Paint your trimmed and prepared piece with the base colour you want to show through, once the completed furniture is distressed. Darker undercoats are more dramatic than light but any contrasting shade makes the piece seem to be naturally outdated. You may use chocolate with a daffodil yellow shirt coat, or pewter with a light coral on top. Reverse dark and light with a dove gray undercoat and a barn red top coating. Apply the first coat, let it dry and brush onto the topcoat. Some very light colors and whites need two coats of milk paint to pay a darker colour underneath. After the last coat dries, wet a plastic kitchen scrubber with plain water and then move over the whole piece. Wipe down any areas that provide up paint with a moist rag. Then use the scrubber to gradually reveal a bit more of this base coat. Do not scrub away a lot of topcoat or your piece looks fake.
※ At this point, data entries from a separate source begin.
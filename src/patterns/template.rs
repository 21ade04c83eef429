use crate::core::{Category, Demo, Result, Transcript};

/// The skeleton is fixed in `process`; variants only fill in the steps.
pub trait OrderProcess {
    fn select(&self, transcript: &mut Transcript);
    fn pay(&self, transcript: &mut Transcript);
    fn deliver(&self, transcript: &mut Transcript);

    fn gift_wrap(&self, transcript: &mut Transcript) {
        transcript.note("Gift wrap successful");
    }

    fn process(&self, gift: bool, transcript: &mut Transcript) {
        self.select(transcript);
        self.pay(transcript);
        if gift {
            self.gift_wrap(transcript);
        }
        self.deliver(transcript);
    }
}

pub struct NetOrder;
pub struct StoreOrder;

impl OrderProcess for NetOrder {
    fn select(&self, transcript: &mut Transcript) {
        transcript.note("Item added to online shopping cart");
        transcript.note("Get delivery address");
    }

    fn pay(&self, transcript: &mut Transcript) {
        transcript.note("Online payment through net banking or card");
    }

    fn deliver(&self, transcript: &mut Transcript) {
        transcript.note("Ship the item to the delivery address");
    }
}

impl OrderProcess for StoreOrder {
    fn select(&self, transcript: &mut Transcript) {
        transcript.note("Customer chooses the item from the shelf");
    }

    fn pay(&self, transcript: &mut Transcript) {
        transcript.note("Pays at the counter through cash or card");
    }

    fn deliver(&self, transcript: &mut Transcript) {
        transcript.note("Item handed over at the delivery counter");
    }
}

pub struct TemplateDemo;

impl Demo for TemplateDemo {
    fn name(&self) -> &'static str {
        "template"
    }

    fn category(&self) -> Category {
        Category::Behavioral
    }

    fn summary(&self) -> &'static str {
        "Order processing skeleton with online and store variants"
    }

    fn run(&self, transcript: &mut Transcript) -> Result<()> {
        transcript.note("Online order, gift wrapped:");
        NetOrder.process(true, transcript);

        transcript.note("Store order:");
        StoreOrder.process(false, transcript);

        Ok(())
    }
}
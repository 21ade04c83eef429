use crate::core::{Category, Demo, Result, Transcript};

pub trait Strategy {
    fn name(&self) -> &'static str;
    fn apply(&self, a: i64, b: i64) -> i64;
}

pub struct Addition;
pub struct Subtraction;
pub struct Multiplication;

impl Strategy for Addition {
    fn name(&self) -> &'static str {
        "addition"
    }

    fn apply(&self, a: i64, b: i64) -> i64 {
        a + b
    }
}

impl Strategy for Subtraction {
    fn name(&self) -> &'static str {
        "subtraction"
    }

    fn apply(&self, a: i64, b: i64) -> i64 {
        a - b
    }
}

impl Strategy for Multiplication {
    fn name(&self) -> &'static str {
        "multiplication"
    }

    fn apply(&self, a: i64, b: i64) -> i64 {
        a * b
    }
}

/// Holds whichever strategy the caller picked at runtime.
pub struct Calculator {
    strategy: Box<dyn Strategy>,
}

impl Calculator {
    pub fn new(strategy: Box<dyn Strategy>) -> Self {
        Self { strategy }
    }

    pub fn set_strategy(&mut self, strategy: Box<dyn Strategy>) {
        self.strategy = strategy;
    }

    pub fn execute(&self, a: i64, b: i64) -> i64 {
        self.strategy.apply(a, b)
    }

    pub fn describe(&self, a: i64, b: i64) -> String {
        format!(
            "{} of {} and {} = {}",
            self.strategy.name(),
            a,
            b,
            self.execute(a, b)
        )
    }
}

pub struct StrategyDemo;

impl Demo for StrategyDemo {
    fn name(&self) -> &'static str {
        "strategy"
    }

    fn category(&self) -> Category {
        Category::Behavioral
    }

    fn summary(&self) -> &'static str {
        "Arithmetic strategies swapped at runtime"
    }

    fn run(&self, transcript: &mut Transcript) -> Result<()> {
        let mut calculator = Calculator::new(Box::new(Addition));
        transcript.note(calculator.describe(10, 5));

        calculator.set_strategy(Box::new(Subtraction));
        transcript.note(calculator.describe(10, 5));

        calculator.set_strategy(Box::new(Multiplication));
        transcript.note(calculator.describe(10, 5));

        Ok(())
    }
}
use crate::domain::model::{Category, Transcript};
use crate::utils::error::Result;

/// A self-contained pattern demonstration. Runs are deterministic: the same
/// demo always produces the same transcript.
pub trait Demo {
    fn name(&self) -> &'static str;
    fn category(&self) -> Category;
    fn summary(&self) -> &'static str;
    fn run(&self, transcript: &mut Transcript) -> Result<()>;
}

impl std::fmt::Debug for dyn Demo {
    fn fmt(&self, f: &mut std::fmt::Formatter<'_>) -> std::fmt::Result {
        f.debug_struct("Demo").field("name", &self.name()).finish()
    }
}

pub trait AtmConfigProvider {
    fn denominations(&self) -> &[u32];
    fn currency_symbol(&self) -> &str;
}
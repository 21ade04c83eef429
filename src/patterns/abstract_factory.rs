use crate::core::{Category, Demo, Result, Transcript};
use crate::utils::error::PatternError;

/// Product shared by every family member: something that can render itself.
pub trait Part {
    fn render(&self) -> String;
}

struct CirclePart;
struct RectanglePart;
struct SquarePart;
struct RedPart;
struct GreenPart;
struct BluePart;

impl Part for CirclePart {
    fn render(&self) -> String {
        "Circle::draw()".to_string()
    }
}

impl Part for RectanglePart {
    fn render(&self) -> String {
        "Rectangle::draw()".to_string()
    }
}

impl Part for SquarePart {
    fn render(&self) -> String {
        "Square::draw()".to_string()
    }
}

impl Part for RedPart {
    fn render(&self) -> String {
        "Red::fill()".to_string()
    }
}

impl Part for GreenPart {
    fn render(&self) -> String {
        "Green::fill()".to_string()
    }
}

impl Part for BluePart {
    fn render(&self) -> String {
        "Blue::fill()".to_string()
    }
}

/// One factory per product family.
pub trait PartFactory {
    fn family(&self) -> &'static str;
    fn create(&self, kind: &str) -> Result<Box<dyn Part>>;
}

pub struct ShapePartFactory;
pub struct ColorPartFactory;

impl PartFactory for ShapePartFactory {
    fn family(&self) -> &'static str {
        "shape"
    }

    fn create(&self, kind: &str) -> Result<Box<dyn Part>> {
        match kind.to_ascii_lowercase().as_str() {
            "circle" => Ok(Box::new(CirclePart)),
            "rectangle" => Ok(Box::new(RectanglePart)),
            "square" => Ok(Box::new(SquarePart)),
            _ => Err(PatternError::UnsupportedTypeError {
                kind: kind.to_string(),
            }),
        }
    }
}

impl PartFactory for ColorPartFactory {
    fn family(&self) -> &'static str {
        "color"
    }

    fn create(&self, kind: &str) -> Result<Box<dyn Part>> {
        match kind.to_ascii_lowercase().as_str() {
            "red" => Ok(Box::new(RedPart)),
            "green" => Ok(Box::new(GreenPart)),
            "blue" => Ok(Box::new(BluePart)),
            _ => Err(PatternError::UnsupportedTypeError {
                kind: kind.to_string(),
            }),
        }
    }
}

/// Picks the concrete factory by family name.
pub fn factory_for(family: &str) -> Result<Box<dyn PartFactory>> {
    match family.to_ascii_lowercase().as_str() {
        "shape" => Ok(Box::new(ShapePartFactory)),
        "color" => Ok(Box::new(ColorPartFactory)),
        _ => Err(PatternError::UnsupportedTypeError {
            kind: family.to_string(),
        }),
    }
}

pub struct AbstractFactoryDemo;

impl Demo for AbstractFactoryDemo {
    fn name(&self) -> &'static str {
        "abstract-factory"
    }

    fn category(&self) -> Category {
        Category::Creational
    }

    fn summary(&self) -> &'static str {
        "Factory-of-factories over shape and color families"
    }

    fn run(&self, transcript: &mut Transcript) -> Result<()> {
        let shapes = factory_for("shape")?;
        for kind in ["circle", "square", "rectangle"] {
            transcript.note(shapes.create(kind)?.render());
        }

        let colors = factory_for("color")?;
        for kind in ["red", "blue", "green"] {
            transcript.note(colors.create(kind)?.render());
        }

        Ok(())
    }
}
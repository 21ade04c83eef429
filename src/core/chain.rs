use crate::core::{Currency, DispensedNote, Receipt, Result};
use crate::utils::error::PatternError;
use crate::utils::validation::{validate_multiple_of, validate_strictly_descending};

/// One denomination in the chain. Stateless across calls: it only knows its
/// own note value; the successor link lives in the chain's handler order.
#[derive(Debug, Clone, Copy, PartialEq, Eq)]
pub struct DenominationHandler {
    denomination: u32,
}

impl DenominationHandler {
    fn new(denomination: u32) -> Self {
        Self { denomination }
    }

    pub fn denomination(&self) -> u32 {
        self.denomination
    }

    /// Resolve as much of the amount as this denomination covers.
    ///
    /// Returns the note batch dispensed here (if any) and the currency that
    /// must be forwarded to the next handler (if any). An amount smaller
    /// than the denomination passes through unchanged.
    fn handle(&self, currency: Currency) -> (Option<DispensedNote>, Option<Currency>) {
        let amount = currency.amount();

        if amount < self.denomination {
            return (None, Some(currency));
        }

        let note = DispensedNote {
            count: amount / self.denomination,
            denomination: self.denomination,
        };
        let remainder = amount % self.denomination;
        let forward = if remainder > 0 {
            Some(Currency::new(remainder))
        } else {
            None
        };

        (Some(note), forward)
    }
}

/// Ordered, acyclic sequence of denomination handlers, largest first.
/// Assembled once and never mutated during dispatch, so a shared chain can
/// serve any number of callers.
#[derive(Debug, Clone)]
pub struct DispenseChain {
    handlers: Vec<DenominationHandler>,
    smallest: u32,
}

impl DispenseChain {
    /// Wires handlers head-to-tail. Denominations must be non-empty,
    /// positive and strictly descending.
    pub fn new(denominations: &[u32]) -> Result<Self> {
        validate_strictly_descending("denominations", denominations)?;

        let handlers: Vec<DenominationHandler> = denominations
            .iter()
            .map(|&d| DenominationHandler::new(d))
            .collect();
        let smallest = denominations[denominations.len() - 1];

        Ok(Self { handlers, smallest })
    }

    pub fn denominations(&self) -> Vec<u32> {
        self.handlers.iter().map(|h| h.denomination()).collect()
    }

    pub fn smallest_unit(&self) -> u32 {
        self.smallest
    }

    /// Precondition check for `dispense`: only non-negative multiples of the
    /// smallest denomination are accepted.
    pub fn validate_amount(&self, amount: u32) -> Result<()> {
        validate_multiple_of("amount", amount, self.smallest)
    }

    /// Entry point of the chain. Delegates to the head handler and walks the
    /// remainder down the chain until it reaches zero.
    ///
    /// A remainder left after the tail handler means the chain cannot
    /// express the amount and is reported as a distinct error rather than
    /// forwarded into a missing successor.
    pub fn dispense(&self, currency: Currency) -> Result<Receipt> {
        let mut receipt = Receipt::default();
        let mut pending = if currency.amount() > 0 {
            Some(currency)
        } else {
            None
        };

        for handler in &self.handlers {
            let current = match pending.take() {
                Some(currency) => currency,
                None => break,
            };

            let (note, forward) = handler.handle(current);
            if let Some(note) = note {
                tracing::debug!(
                    count = note.count,
                    denomination = note.denomination,
                    "handler dispensed notes"
                );
                receipt.push(note);
            }
            pending = forward;
        }

        if let Some(rest) = pending {
            return Err(PatternError::UnhandledRemainderError {
                remainder: rest.amount(),
                tail: self.smallest,
            });
        }

        Ok(receipt)
    }
}

#[cfg(test)]
mod tests {
    use super::*;

    fn chain() -> DispenseChain {
        DispenseChain::new(&[50, 20, 10]).unwrap()
    }

    #[test]
    fn test_handler_splits_amount() {
        let handler = DenominationHandler::new(50);
        let (note, forward) = handler.handle(Currency::new(170));
        assert_eq!(
            note,
            Some(DispensedNote {
                count: 3,
                denomination: 50
            })
        );
        assert_eq!(forward, Some(Currency::new(20)));
    }

    #[test]
    fn test_handler_forwards_small_amount_unchanged() {
        let handler = DenominationHandler::new(50);
        let (note, forward) = handler.handle(Currency::new(30));
        assert_eq!(note, None);
        assert_eq!(forward, Some(Currency::new(30)));
    }

    #[test]
    fn test_handler_stops_on_exact_amount() {
        let handler = DenominationHandler::new(20);
        let (note, forward) = handler.handle(Currency::new(40));
        assert_eq!(
            note,
            Some(DispensedNote {
                count: 2,
                denomination: 20
            })
        );
        assert_eq!(forward, None);
    }

    #[test]
    fn test_dispense_zero_is_empty() {
        let receipt = chain().dispense(Currency::new(0)).unwrap();
        assert!(receipt.is_empty());
    }

    #[test]
    fn test_dispense_single_note() {
        let receipt = chain().dispense(Currency::new(50)).unwrap();
        assert_eq!(
            receipt.notes,
            vec![DispensedNote {
                count: 1,
                denomination: 50
            }]
        );
    }

    #[test]
    fn test_dispense_walks_descending() {
        let receipt = chain().dispense(Currency::new(180)).unwrap();
        assert_eq!(
            receipt.notes,
            vec![
                DispensedNote {
                    count: 3,
                    denomination: 50
                },
                DispensedNote {
                    count: 1,
                    denomination: 20
                },
                DispensedNote {
                    count: 1,
                    denomination: 10
                },
            ]
        );
        assert_eq!(receipt.total(), 180);
    }

    #[test]
    fn test_unhandled_remainder_is_an_error() {
        // No 10-handler: 30 leaves a remainder of 10 past the tail.
        let short_chain = DispenseChain::new(&[50, 20]).unwrap();
        let err = short_chain.dispense(Currency::new(30)).unwrap_err();
        match err {
            PatternError::UnhandledRemainderError { remainder, tail } => {
                assert_eq!(remainder, 10);
                assert_eq!(tail, 20);
            }
            other => panic!("unexpected error: {other:?}"),
        }
    }

    #[test]
    fn test_chain_rejects_bad_denominations() {
        assert!(DispenseChain::new(&[]).is_err());
        assert!(DispenseChain::new(&[10, 20, 50]).is_err());
        assert!(DispenseChain::new(&[50, 20, 20]).is_err());
        assert!(DispenseChain::new(&[50, 0]).is_err());
    }

    #[test]
    fn test_validate_amount() {
        assert!(chain().validate_amount(120).is_ok());
        assert!(chain().validate_amount(0).is_ok());
        assert!(chain().validate_amount(25).is_err());
    }
}
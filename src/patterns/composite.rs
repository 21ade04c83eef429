use crate::core::{Category, Demo, Result, Transcript};

/// Leaf and composite share one node type; the tree is strictly owned, so a
/// tagged enum replaces the subclass hierarchy.
#[derive(Debug, Clone)]
pub enum Staff {
    Developer {
        name: String,
        id: u64,
        position: String,
    },
    Manager {
        name: String,
        reports: Vec<Staff>,
    },
}

impl Staff {
    pub fn developer(name: &str, id: u64, position: &str) -> Self {
        Staff::Developer {
            name: name.to_string(),
            id,
            position: position.to_string(),
        }
    }

    pub fn manager(name: &str, reports: Vec<Staff>) -> Self {
        Staff::Manager {
            name: name.to_string(),
            reports,
        }
    }

    /// Total number of people in this subtree, the node itself included.
    pub fn headcount(&self) -> usize {
        match self {
            Staff::Developer { .. } => 1,
            Staff::Manager { reports, .. } => {
                1 + reports.iter().map(Staff::headcount).sum::<usize>()
            }
        }
    }

    pub fn describe(&self, depth: usize, transcript: &mut Transcript) {
        let indent = "  ".repeat(depth);
        match self {
            Staff::Developer { name, id, position } => {
                transcript.note(format!("{}{} - {} - {}", indent, id, name, position));
            }
            Staff::Manager { name, reports } => {
                transcript.note(format!("{}Manager: {}", indent, name));
                for report in reports {
                    report.describe(depth + 1, transcript);
                }
            }
        }
    }
}

pub struct CompositeDemo;

impl Demo for CompositeDemo {
    fn name(&self) -> &'static str {
        "composite"
    }

    fn category(&self) -> Category {
        Category::Structural
    }

    fn summary(&self) -> &'static str {
        "Org chart walked with one recursive traversal"
    }

    fn run(&self, transcript: &mut Transcript) -> Result<()> {
        let eng_manager = Staff::manager(
            "Mike",
            vec![
                Staff::developer("Josh", 100, "Pro developer"),
                Staff::developer("Jane", 101, "Jnr developer"),
            ],
        );

        let general_manager = Staff::manager(
            "Mark",
            vec![Staff::developer("Tod", 103, "Intermediate"), eng_manager],
        );

        general_manager.describe(0, transcript);
        transcript.note(format!("Headcount: {}", general_manager.headcount()));

        Ok(())
    }
}
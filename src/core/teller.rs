use crate::core::chain::DispenseChain;
use crate::core::{Currency, Receipt, Result};
use crate::domain::ports::AtmConfigProvider;

/// Front desk of the dispenser: validates a withdrawal request, hands it to
/// the head of the chain and renders the receipt as console lines.
pub struct Teller {
    chain: DispenseChain,
    currency_symbol: String,
}

impl Teller {
    pub fn new(chain: DispenseChain) -> Self {
        Self {
            chain,
            currency_symbol: "$".to_string(),
        }
    }

    pub fn from_config(config: &dyn AtmConfigProvider) -> Result<Self> {
        let chain = DispenseChain::new(config.denominations())?;
        Ok(Self {
            chain,
            currency_symbol: config.currency_symbol().to_string(),
        })
    }

    pub fn chain(&self) -> &DispenseChain {
        &self.chain
    }

    /// Resolves an amount into notes. Rejects amounts that are not a
    /// multiple of the smallest denomination before the chain runs.
    pub fn withdraw(&self, amount: u32) -> Result<Receipt> {
        self.chain.validate_amount(amount)?;

        tracing::debug!(amount, "dispatching amount to the chain head");
        let receipt = self.chain.dispense(Currency::new(amount))?;

        tracing::info!(
            amount,
            batches = receipt.notes.len(),
            "withdrawal dispensed"
        );
        Ok(receipt)
    }

    /// One line per denomination actually dispensed, e.g.
    /// `Dispensing 2 50$ note`.
    pub fn describe(&self, receipt: &Receipt) -> Vec<String> {
        receipt
            .notes
            .iter()
            .map(|note| {
                format!(
                    "Dispensing {} {}{} note",
                    note.count, note.denomination, self.currency_symbol
                )
            })
            .collect()
    }
}

#[cfg(test)]
mod tests {
    use super::*;
    use crate::utils::error::PatternError;

    fn teller() -> Teller {
        Teller::new(DispenseChain::new(&[50, 20, 10]).unwrap())
    }

    #[test]
    fn test_withdraw_rejects_non_multiples_before_dispatch() {
        let err = teller().withdraw(25).unwrap_err();
        match err {
            PatternError::InvalidAmountError { amount, unit } => {
                assert_eq!(amount, 25);
                assert_eq!(unit, 10);
            }
            other => panic!("unexpected error: {other:?}"),
        }
    }

    #[test]
    fn test_withdraw_seventy() {
        let teller = teller();
        let receipt = teller.withdraw(70).unwrap();
        assert_eq!(
            teller.describe(&receipt),
            vec!["Dispensing 1 50$ note", "Dispensing 1 20$ note"]
        );
    }

    #[test]
    fn test_withdraw_zero_prints_nothing() {
        let teller = teller();
        let receipt = teller.withdraw(0).unwrap();
        assert!(teller.describe(&receipt).is_empty());
    }
}
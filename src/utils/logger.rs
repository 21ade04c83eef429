use tracing_subscriber::{layer::SubscriberExt, util::SubscriberInitExt, EnvFilter};

pub fn init_cli_logger(verbose: bool) {
    let filter = if verbose {
        EnvFilter::try_from_default_env()
            .unwrap_or_else(|_| EnvFilter::new("pattern_lab=debug,info"))
    } else {
        EnvFilter::try_from_default_env()
            .unwrap_or_else(|_| EnvFilter::new("pattern_lab=info"))
    };

    tracing_subscriber::registry()
        .with(filter)
        .with(
            tracing_subscriber::fmt::layer()
                .with_target(false)
                .with_thread_ids(false)
                .with_file(false)
                .with_line_number(false)
                .compact(),
        )
        .init();
}
use crate::core::{Category, Demo, Result, Transcript};

#[derive(Debug, Clone, PartialEq, Eq)]
pub struct Stock {
    pub symbol: String,
    pub quantity: u32,
}

impl Stock {
    pub fn new(symbol: &str, quantity: u32) -> Self {
        Self {
            symbol: symbol.to_string(),
            quantity,
        }
    }
}

/// A queued request, detached from the moment it gets executed.
pub trait OrderCommand {
    fn execute(&self) -> String;
}

pub struct BuyStock {
    stock: Stock,
}

pub struct SellStock {
    stock: Stock,
}

impl BuyStock {
    pub fn new(stock: Stock) -> Self {
        Self { stock }
    }
}

impl SellStock {
    pub fn new(stock: Stock) -> Self {
        Self { stock }
    }
}

impl OrderCommand for BuyStock {
    fn execute(&self) -> String {
        format!("Stock [ {} quantity {} ] bought", self.stock.symbol, self.stock.quantity)
    }
}

impl OrderCommand for SellStock {
    fn execute(&self) -> String {
        format!("Stock [ {} quantity {} ] sold", self.stock.symbol, self.stock.quantity)
    }
}

/// Invoker: collects commands and executes them in arrival order.
#[derive(Default)]
pub struct Broker {
    orders: Vec<Box<dyn OrderCommand>>,
}

impl Broker {
    pub fn take_order(&mut self, order: Box<dyn OrderCommand>) {
        self.orders.push(order);
    }

    pub fn pending(&self) -> usize {
        self.orders.len()
    }

    pub fn place_orders(&mut self) -> Vec<String> {
        self.orders.drain(..).map(|order| order.execute()).collect()
    }
}

pub struct CommandDemo;

impl Demo for CommandDemo {
    fn name(&self) -> &'static str {
        "command"
    }

    fn category(&self) -> Category {
        Category::Behavioral
    }

    fn summary(&self) -> &'static str {
        "Buy/sell orders queued by a broker and executed later"
    }

    fn run(&self, transcript: &mut Transcript) -> Result<()> {
        let mut broker = Broker::default();

        broker.take_order(Box::new(BuyStock::new(Stock::new("AAA", 100))));
        broker.take_order(Box::new(BuyStock::new(Stock::new("BBB", 200))));
        broker.take_order(Box::new(SellStock::new(Stock::new("AAA", 50))));

        transcript.note(format!("Orders queued: {}", broker.pending()));
        for line in broker.place_orders() {
            transcript.note(line);
        }
        transcript.note(format!("Orders left: {}", broker.pending()));

        Ok(())
    }
}

#[cfg(test)]
mod tests {
    use super::*;

    #[test]
    fn test_broker_executes_in_arrival_order() {
        let mut broker = Broker::default();
        broker.take_order(Box::new(SellStock::new(Stock::new("XYZ", 10))));
        broker.take_order(Box::new(BuyStock::new(Stock::new("XYZ", 20))));

        assert_eq!(
            broker.place_orders(),
            vec![
                "Stock [ XYZ quantity 10 ] sold",
                "Stock [ XYZ quantity 20 ] bought"
            ]
        );
    }

    #[test]
    fn test_placing_drains_the_queue() {
        let mut broker = Broker::default();
        broker.take_order(Box::new(BuyStock::new(Stock::new("AAA", 1))));
        assert_eq!(broker.pending(), 1);
        broker.place_orders();
        assert_eq!(broker.pending(), 0);
    }

    #[test]
    fn test_demo_reports_queue_sizes() {
        let mut transcript = Transcript::new();
        CommandDemo.run(&mut transcript).unwrap();
        assert!(transcript.contains("Orders queued: 3"));
        assert!(transcript.contains("Orders left: 0"));
    }
}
Milk paint does not stick over a nonporous finish so you can simulate chipping and aging by applying oil or wax into a slice. To control the impact, start by sanding the torso, table or chair — whatever you wish to colour — and then painting it with a base shade like the green of a bayberry holiday candle. When the first coat dries, rub on the borders, corners and areas around drawer pulls or any other surface that would have obtained heavy wear over the years with wax or olive oil. Then paint the entire piece another color — possibly a marigold or buttermilk. The best coat resists the treated areas; you can allow it to peel and flake by massaging these sections with a soft, damp cloth or sanding them gently with very fine grit paper to reveal the color beneath.
Stain and Craze
Milk paint mixed with water in a ratio of about three parts water to one part paint powder penetrates bare wood and stains it. A brand new wood cabinet or cabinet with conservative molding ages immediately when you manipulate proportions of water to paint powder. A coat of one part sea-foam green milk paint powder and 1 part water over grey stain — or baby blue over brown — chips as it dries, revealing the stain color beneath the thicker shirt coat. Look to colour complements for an unexpected distressed look on a kitchen cabinet — medium green stain with a bit of black to dull it, covered by a one-to-one ratio of cherry red milk paint . Gently sand or wipe down the chipped sections once the cabinet dries and then seal it with water-based polyurethane or antiquing wax.
Burnish and Burn
Mix bright red and medium blue milk paint to acquire a vibrant purple colour as the base coat onto a wood dining chair or an old sideboard. Then apply a top coat of the red paint and then heat it with a blow dryer to trend the paint as it dries. This gives you a crackled top coat with no extra procedure of utilizing crackle glaze. Produce a worn, burnished look on furniture at which it might have observed decades of rubbing, like the seat or arms of a chair or the top borders of a sideboard. Use heavy hemp string — not nylon, the artificial eliminates too much paint — and saw back and forth through the area to be worn away until you achieve the desired effect and the purple undercoat reveals through the surface.